Background: It is well known that dehydration can impair bodily functions. To evaluate the impact of hydration status under ambient environmental temperature on the immune system, 25 male collegiate wrestlers were recruited to undergo an experimental dehydration program.
Methods: Thirteen subjects had controlled diets with individual energy requirements to prevent body mass loss and restricted water intake to cause 4.52% dehydration; they formed the dehydrated group (DE). These subjects developed a urine specific gravity of about 1.030 in 84 hours. Twelve other subjects had no water restriction and maintained their total body weight comprised the euhydrated group (EU). Peripheral blood monocytes (PBMNC) were isolated after dehydration to perform immune response testing by being incubated with a polysaccharide fraction from fu-ling, Poria cocos (polysaccharide fraction from Poria cocos, PCPS, 1 - 30 £g/L), to prepare a conditioned medium termed conditioned medium of PBMNC stimulated by PCPS (PCPS-MNC-CM). More PCPS (25 µg/L) was needed in the DE group to prepare the PCPS-MNC-CM, which was assayed with a growth inhibitory curve for treated U973 cells.
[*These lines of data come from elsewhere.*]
//! CLI command definitions.
//!
//! This module defines the structure of all CLI subcommands.

use std::path::PathBuf;

use clap::{Args, Subcommand, ValueEnum};

use crate::crew::CrewPosition;
use crate::io::OutputFormat;

/// Convert command arguments.
#[derive(Debug, Args)]
pub struct ConvertCommand {
    /// Flight activity CSV to convert
    #[arg(value_name = "FLIGHTS")]
    pub input: PathBuf,

    /// Output file (defaults to <FORMAT>_<input>_<date>.csv next to the input)
    #[arg(short, long, value_name = "FILE")]
    pub output: Option<PathBuf>,

    /// Crew position to credit
    #[arg(short, long, value_enum)]
    pub position: Option<PositionArg>,

    /// OE data CSV, required for --position auto
    #[arg(long, value_name = "FILE")]
    pub oe_data: Option<PathBuf>,

    /// Name written to the PIC/SIC name columns
    #[arg(long, value_name = "NAME")]
    pub pilot_name: Option<String>,

    /// Airport database CSV
    #[arg(long, value_name = "FILE")]
    pub airports: Option<PathBuf>,

    /// Output layout
    #[arg(short, long, value_enum)]
    pub format: Option<FormatArg>,

    /// Also write diagnostics as JSON to this file
    #[arg(long, value_name = "FILE")]
    pub diagnostics: Option<PathBuf>,

    /// Transform rows on a single thread
    #[arg(long)]
    pub sequential: bool,
}

/// Airport lookup arguments.
#[derive(Debug, Args)]
pub struct AirportCommand {
    /// IATA or ICAO codes to resolve
    #[arg(required = true, value_name = "CODE")]
    pub codes: Vec<String>,

    /// Airport database CSV
    #[arg(long, value_name = "FILE")]
    pub airports: Option<PathBuf>,

    /// Output as JSON
    #[arg(short, long)]
    pub json: bool,
}

/// Sun window arguments.
#[derive(Debug, Args)]
pub struct SunCommand {
    /// Airport code
    pub code: String,

    /// Local date (MM/DD/YYYY or YYYY-MM-DD)
    pub date: String,

    /// Airport database CSV
    #[arg(long, value_name = "FILE")]
    pub airports: Option<PathBuf>,

    /// Output as JSON
    #[arg(short, long)]
    pub json: bool,
}

/// Configuration commands.
#[derive(Debug, Subcommand)]
pub enum ConfigCommand {
    /// Show current configuration
    Show {
        /// Output as JSON
        #[arg(short, long)]
        json: bool,
    },

    /// Show the configuration file path
    Path,

    /// Validate configuration
    Validate {
        /// Path to configuration file to validate
        #[arg(short, long)]
        file: Option<PathBuf>,
    },
}

/// Crew position argument.
#[derive(Debug, Clone, Copy, PartialEq, Eq, ValueEnum)]
pub enum PositionArg {
    /// Captain: all time is PIC
    Captain,
    /// First officer: all time is SIC
    FirstOfficer,
    /// Relief captain: half the time is PIC
    ReliefCaptain,
    /// Relief first officer: half the time is SIC
    ReliefFirstOfficer,
    /// Per flight, from OE data
    Auto,
}

impl From<PositionArg> for CrewPosition {
    fn from(arg: PositionArg) -> Self {
        match arg {
            PositionArg::Captain => Self::Captain,
            PositionArg::FirstOfficer => Self::FirstOfficer,
            PositionArg::ReliefCaptain => Self::ReliefCaptain,
            PositionArg::ReliefFirstOfficer => Self::ReliefFirstOfficer,
            PositionArg::Auto => Self::Auto,
        }
    }
}

/// Output layout argument.
#[derive(Debug, Clone, Copy, PartialEq, Eq, ValueEnum)]
pub enum FormatArg {
    /// FAA logbook columns
    Faa,
    /// logbook.aero import columns
    #[value(name = "logbook_aero", alias = "logbook-aero")]
    LogbookAero,
}

impl From<FormatArg> for OutputFormat {
    fn from(arg: FormatArg) -> Self {
        match arg {
            FormatArg::Faa => Self::Faa,
            FormatArg::LogbookAero => Self::LogbookAero,
        }
    }
}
Results: The treated U937 cells, incubated together with PCPS-MNC-CM from the DE group, exhibited a much lower nitroblue tetrazolium (NBT) positive value of (63.7 ± 4.7)%. The concentration of interferon-gamma (IFN-γ), interleukin (IL)-1β and tumor necrosis factor (TNF)-α in PCPS-MNC-CM from subjects after dehydration was much lower than in the CM from the EU group.
Conclusion: The immune response to PCPS in the DE group was lower than in normally hydrated subjects.